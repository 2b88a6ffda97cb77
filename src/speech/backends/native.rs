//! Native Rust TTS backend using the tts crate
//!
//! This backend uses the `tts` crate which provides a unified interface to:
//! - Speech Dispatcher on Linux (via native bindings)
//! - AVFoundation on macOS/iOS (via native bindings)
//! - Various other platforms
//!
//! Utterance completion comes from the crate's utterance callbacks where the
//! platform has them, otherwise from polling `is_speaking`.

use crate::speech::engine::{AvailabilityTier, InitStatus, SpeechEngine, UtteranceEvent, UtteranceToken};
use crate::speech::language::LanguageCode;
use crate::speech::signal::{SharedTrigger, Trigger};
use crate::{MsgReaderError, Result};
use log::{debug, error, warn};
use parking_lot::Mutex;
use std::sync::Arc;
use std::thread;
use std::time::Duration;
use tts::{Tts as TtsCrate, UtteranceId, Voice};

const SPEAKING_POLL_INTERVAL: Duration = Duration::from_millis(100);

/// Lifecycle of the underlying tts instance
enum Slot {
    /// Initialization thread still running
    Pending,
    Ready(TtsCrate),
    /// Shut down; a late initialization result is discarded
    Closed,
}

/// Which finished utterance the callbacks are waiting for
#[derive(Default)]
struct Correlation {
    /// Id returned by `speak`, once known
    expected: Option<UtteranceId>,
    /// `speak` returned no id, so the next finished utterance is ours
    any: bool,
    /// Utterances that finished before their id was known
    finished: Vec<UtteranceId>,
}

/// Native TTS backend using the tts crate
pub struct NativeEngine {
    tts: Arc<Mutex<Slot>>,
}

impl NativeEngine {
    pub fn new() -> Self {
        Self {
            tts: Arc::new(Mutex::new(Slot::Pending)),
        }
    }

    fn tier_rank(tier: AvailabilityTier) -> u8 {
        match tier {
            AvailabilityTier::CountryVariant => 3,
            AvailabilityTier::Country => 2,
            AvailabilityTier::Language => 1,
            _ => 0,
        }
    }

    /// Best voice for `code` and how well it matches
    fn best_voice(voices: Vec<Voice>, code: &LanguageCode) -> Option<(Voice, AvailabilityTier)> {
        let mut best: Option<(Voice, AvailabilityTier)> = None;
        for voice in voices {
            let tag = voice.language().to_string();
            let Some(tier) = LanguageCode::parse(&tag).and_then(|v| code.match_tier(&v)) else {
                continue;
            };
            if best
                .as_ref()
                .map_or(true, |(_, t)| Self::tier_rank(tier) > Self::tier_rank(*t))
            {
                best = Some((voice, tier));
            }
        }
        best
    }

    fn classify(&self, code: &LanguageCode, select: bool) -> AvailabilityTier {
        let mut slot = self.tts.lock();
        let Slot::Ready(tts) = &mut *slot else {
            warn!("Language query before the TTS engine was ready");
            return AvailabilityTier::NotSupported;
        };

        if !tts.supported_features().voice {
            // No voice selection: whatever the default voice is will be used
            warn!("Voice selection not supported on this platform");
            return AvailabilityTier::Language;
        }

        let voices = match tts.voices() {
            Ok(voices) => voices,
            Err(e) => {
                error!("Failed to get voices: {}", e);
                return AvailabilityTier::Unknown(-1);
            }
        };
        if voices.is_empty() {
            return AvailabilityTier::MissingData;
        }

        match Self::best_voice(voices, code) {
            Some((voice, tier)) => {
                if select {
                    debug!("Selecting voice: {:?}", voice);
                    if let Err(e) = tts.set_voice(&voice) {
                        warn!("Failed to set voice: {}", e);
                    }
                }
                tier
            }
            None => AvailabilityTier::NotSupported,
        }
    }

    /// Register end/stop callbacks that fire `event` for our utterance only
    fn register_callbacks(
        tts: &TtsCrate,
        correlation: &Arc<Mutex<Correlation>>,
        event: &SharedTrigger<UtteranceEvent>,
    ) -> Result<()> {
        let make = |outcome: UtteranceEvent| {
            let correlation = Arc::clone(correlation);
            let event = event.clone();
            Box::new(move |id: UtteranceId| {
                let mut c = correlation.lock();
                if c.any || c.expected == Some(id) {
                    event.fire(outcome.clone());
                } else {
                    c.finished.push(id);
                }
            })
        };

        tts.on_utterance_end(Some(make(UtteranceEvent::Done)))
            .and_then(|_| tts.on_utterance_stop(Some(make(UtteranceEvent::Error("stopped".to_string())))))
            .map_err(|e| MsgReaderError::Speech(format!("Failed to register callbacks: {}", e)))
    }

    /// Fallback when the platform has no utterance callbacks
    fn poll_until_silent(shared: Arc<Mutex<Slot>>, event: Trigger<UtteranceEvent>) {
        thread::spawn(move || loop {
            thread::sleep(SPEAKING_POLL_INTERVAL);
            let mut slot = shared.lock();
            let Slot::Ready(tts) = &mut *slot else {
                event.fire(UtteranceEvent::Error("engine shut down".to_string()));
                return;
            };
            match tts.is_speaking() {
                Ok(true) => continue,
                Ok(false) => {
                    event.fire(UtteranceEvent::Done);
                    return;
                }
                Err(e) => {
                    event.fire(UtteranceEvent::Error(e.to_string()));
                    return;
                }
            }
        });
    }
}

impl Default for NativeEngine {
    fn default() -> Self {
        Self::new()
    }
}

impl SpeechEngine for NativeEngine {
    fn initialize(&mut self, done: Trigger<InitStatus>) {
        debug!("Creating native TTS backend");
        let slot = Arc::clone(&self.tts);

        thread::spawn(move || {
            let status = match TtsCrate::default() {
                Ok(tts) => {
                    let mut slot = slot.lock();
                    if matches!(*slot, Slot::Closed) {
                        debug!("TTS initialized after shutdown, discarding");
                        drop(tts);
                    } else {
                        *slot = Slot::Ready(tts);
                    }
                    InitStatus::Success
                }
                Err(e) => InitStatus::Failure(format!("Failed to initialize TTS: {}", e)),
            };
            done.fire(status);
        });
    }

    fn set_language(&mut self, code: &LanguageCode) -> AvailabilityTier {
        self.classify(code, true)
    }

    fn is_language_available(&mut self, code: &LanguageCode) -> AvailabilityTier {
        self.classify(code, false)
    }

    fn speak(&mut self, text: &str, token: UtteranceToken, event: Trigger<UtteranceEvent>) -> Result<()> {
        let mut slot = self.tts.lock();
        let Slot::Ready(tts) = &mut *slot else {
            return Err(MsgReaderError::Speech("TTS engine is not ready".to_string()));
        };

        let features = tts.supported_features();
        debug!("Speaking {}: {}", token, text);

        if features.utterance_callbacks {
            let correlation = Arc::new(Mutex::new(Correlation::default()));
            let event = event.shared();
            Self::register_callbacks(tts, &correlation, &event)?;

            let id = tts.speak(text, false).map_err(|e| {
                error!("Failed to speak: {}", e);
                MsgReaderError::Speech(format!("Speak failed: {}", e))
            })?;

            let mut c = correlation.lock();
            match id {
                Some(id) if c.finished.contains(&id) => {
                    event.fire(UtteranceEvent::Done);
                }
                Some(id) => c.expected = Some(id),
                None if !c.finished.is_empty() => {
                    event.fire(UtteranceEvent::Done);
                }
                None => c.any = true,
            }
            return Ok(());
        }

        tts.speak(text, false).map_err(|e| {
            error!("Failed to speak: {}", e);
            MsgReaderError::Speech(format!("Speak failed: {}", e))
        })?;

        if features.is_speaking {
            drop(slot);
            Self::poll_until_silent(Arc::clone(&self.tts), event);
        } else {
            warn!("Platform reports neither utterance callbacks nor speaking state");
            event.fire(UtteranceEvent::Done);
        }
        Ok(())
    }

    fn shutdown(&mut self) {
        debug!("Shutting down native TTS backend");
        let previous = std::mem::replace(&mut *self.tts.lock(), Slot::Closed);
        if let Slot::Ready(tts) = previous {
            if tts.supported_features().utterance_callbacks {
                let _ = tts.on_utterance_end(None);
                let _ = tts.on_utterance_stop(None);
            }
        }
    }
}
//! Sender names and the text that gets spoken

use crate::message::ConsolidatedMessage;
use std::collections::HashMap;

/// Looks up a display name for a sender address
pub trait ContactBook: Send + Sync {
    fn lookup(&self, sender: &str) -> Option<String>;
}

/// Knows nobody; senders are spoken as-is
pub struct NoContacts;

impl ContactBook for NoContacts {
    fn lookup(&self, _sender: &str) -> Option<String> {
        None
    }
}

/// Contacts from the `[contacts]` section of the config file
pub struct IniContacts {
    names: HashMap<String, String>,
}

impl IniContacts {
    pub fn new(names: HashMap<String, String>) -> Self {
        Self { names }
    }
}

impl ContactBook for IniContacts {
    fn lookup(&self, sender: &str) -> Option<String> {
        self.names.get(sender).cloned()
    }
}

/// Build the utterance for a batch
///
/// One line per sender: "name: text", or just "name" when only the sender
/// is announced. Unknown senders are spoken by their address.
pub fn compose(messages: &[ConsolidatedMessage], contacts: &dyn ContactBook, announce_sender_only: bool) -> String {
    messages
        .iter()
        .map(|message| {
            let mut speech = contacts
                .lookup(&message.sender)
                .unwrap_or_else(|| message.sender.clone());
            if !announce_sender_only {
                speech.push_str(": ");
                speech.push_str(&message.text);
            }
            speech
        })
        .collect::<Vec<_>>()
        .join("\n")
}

——————

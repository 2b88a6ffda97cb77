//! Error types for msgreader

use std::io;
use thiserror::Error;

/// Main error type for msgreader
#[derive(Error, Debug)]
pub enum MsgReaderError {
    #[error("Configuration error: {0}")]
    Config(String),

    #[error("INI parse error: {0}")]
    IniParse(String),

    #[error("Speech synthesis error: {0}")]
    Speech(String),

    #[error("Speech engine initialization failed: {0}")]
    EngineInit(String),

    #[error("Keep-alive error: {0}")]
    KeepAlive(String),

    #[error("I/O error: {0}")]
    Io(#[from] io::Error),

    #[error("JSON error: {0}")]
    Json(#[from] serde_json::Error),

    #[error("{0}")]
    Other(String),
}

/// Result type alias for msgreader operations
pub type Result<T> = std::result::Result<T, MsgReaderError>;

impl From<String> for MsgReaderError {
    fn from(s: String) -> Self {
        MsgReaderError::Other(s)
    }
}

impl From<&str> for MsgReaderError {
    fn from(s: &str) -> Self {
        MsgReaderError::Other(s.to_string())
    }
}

——————

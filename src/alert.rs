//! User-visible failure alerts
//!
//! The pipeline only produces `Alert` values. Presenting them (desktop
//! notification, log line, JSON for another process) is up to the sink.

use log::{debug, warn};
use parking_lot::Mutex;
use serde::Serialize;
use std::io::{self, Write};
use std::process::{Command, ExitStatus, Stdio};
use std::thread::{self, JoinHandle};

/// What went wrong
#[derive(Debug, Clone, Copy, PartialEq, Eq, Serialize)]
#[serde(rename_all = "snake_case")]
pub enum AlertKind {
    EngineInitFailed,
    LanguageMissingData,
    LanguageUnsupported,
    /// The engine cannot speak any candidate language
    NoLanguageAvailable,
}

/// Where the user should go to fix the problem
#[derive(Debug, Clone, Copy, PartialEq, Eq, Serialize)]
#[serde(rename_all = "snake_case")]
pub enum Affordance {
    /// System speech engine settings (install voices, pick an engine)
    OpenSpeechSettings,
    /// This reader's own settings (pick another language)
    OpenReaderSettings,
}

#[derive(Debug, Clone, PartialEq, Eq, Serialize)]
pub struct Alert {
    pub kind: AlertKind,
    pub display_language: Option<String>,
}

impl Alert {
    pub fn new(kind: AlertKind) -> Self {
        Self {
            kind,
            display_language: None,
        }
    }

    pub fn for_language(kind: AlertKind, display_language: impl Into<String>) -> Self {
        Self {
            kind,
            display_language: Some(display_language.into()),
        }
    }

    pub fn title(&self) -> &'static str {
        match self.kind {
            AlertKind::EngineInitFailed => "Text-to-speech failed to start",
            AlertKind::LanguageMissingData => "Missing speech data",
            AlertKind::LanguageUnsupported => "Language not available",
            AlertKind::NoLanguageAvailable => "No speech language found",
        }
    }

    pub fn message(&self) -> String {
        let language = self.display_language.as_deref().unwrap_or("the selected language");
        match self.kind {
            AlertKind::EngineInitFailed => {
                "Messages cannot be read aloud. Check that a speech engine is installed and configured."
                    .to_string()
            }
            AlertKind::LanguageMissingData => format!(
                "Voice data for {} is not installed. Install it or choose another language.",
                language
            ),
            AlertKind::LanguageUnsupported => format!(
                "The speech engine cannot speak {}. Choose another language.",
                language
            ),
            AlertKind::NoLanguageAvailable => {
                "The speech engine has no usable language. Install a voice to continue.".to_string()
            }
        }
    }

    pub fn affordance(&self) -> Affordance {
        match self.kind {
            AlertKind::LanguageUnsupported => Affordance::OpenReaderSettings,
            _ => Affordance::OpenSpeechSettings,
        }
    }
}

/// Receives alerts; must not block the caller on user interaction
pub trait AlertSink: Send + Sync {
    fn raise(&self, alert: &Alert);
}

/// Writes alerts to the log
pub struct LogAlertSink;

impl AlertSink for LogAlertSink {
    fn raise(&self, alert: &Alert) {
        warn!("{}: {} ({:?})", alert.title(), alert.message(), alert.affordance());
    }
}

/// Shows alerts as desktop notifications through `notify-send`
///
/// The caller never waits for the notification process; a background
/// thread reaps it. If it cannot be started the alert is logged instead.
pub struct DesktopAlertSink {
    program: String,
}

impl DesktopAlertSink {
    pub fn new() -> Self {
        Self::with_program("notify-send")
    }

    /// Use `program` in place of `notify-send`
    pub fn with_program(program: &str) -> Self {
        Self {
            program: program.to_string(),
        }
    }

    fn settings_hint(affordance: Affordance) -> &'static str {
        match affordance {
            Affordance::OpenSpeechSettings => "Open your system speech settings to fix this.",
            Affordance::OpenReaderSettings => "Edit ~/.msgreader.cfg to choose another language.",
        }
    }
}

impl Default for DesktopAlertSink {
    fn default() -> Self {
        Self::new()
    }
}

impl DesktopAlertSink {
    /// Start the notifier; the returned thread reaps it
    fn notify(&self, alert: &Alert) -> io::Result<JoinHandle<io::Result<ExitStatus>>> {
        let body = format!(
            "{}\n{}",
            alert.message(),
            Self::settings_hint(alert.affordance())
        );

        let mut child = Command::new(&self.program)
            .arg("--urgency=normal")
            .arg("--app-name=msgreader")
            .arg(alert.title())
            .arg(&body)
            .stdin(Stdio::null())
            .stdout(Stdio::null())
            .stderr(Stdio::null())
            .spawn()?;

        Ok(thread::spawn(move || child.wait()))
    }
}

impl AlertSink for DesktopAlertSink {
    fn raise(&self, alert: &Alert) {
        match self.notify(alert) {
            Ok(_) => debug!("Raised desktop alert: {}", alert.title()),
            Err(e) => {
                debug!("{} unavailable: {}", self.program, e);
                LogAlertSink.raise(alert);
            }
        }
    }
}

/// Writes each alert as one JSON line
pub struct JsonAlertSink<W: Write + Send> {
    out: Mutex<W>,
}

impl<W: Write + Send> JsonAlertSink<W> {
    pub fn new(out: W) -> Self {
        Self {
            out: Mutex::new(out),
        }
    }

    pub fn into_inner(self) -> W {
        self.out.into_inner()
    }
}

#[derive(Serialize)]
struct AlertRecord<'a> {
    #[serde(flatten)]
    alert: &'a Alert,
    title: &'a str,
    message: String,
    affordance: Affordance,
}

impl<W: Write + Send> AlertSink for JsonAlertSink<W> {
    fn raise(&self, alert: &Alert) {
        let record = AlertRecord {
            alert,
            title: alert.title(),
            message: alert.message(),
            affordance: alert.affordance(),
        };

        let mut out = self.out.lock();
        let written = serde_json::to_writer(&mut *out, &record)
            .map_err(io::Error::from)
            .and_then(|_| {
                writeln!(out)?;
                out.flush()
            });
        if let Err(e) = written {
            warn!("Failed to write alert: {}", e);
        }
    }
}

——————

◆ **The task**
From the material above, count the lines that include "title" and give only the total.

◆ **Solution for this problem**
6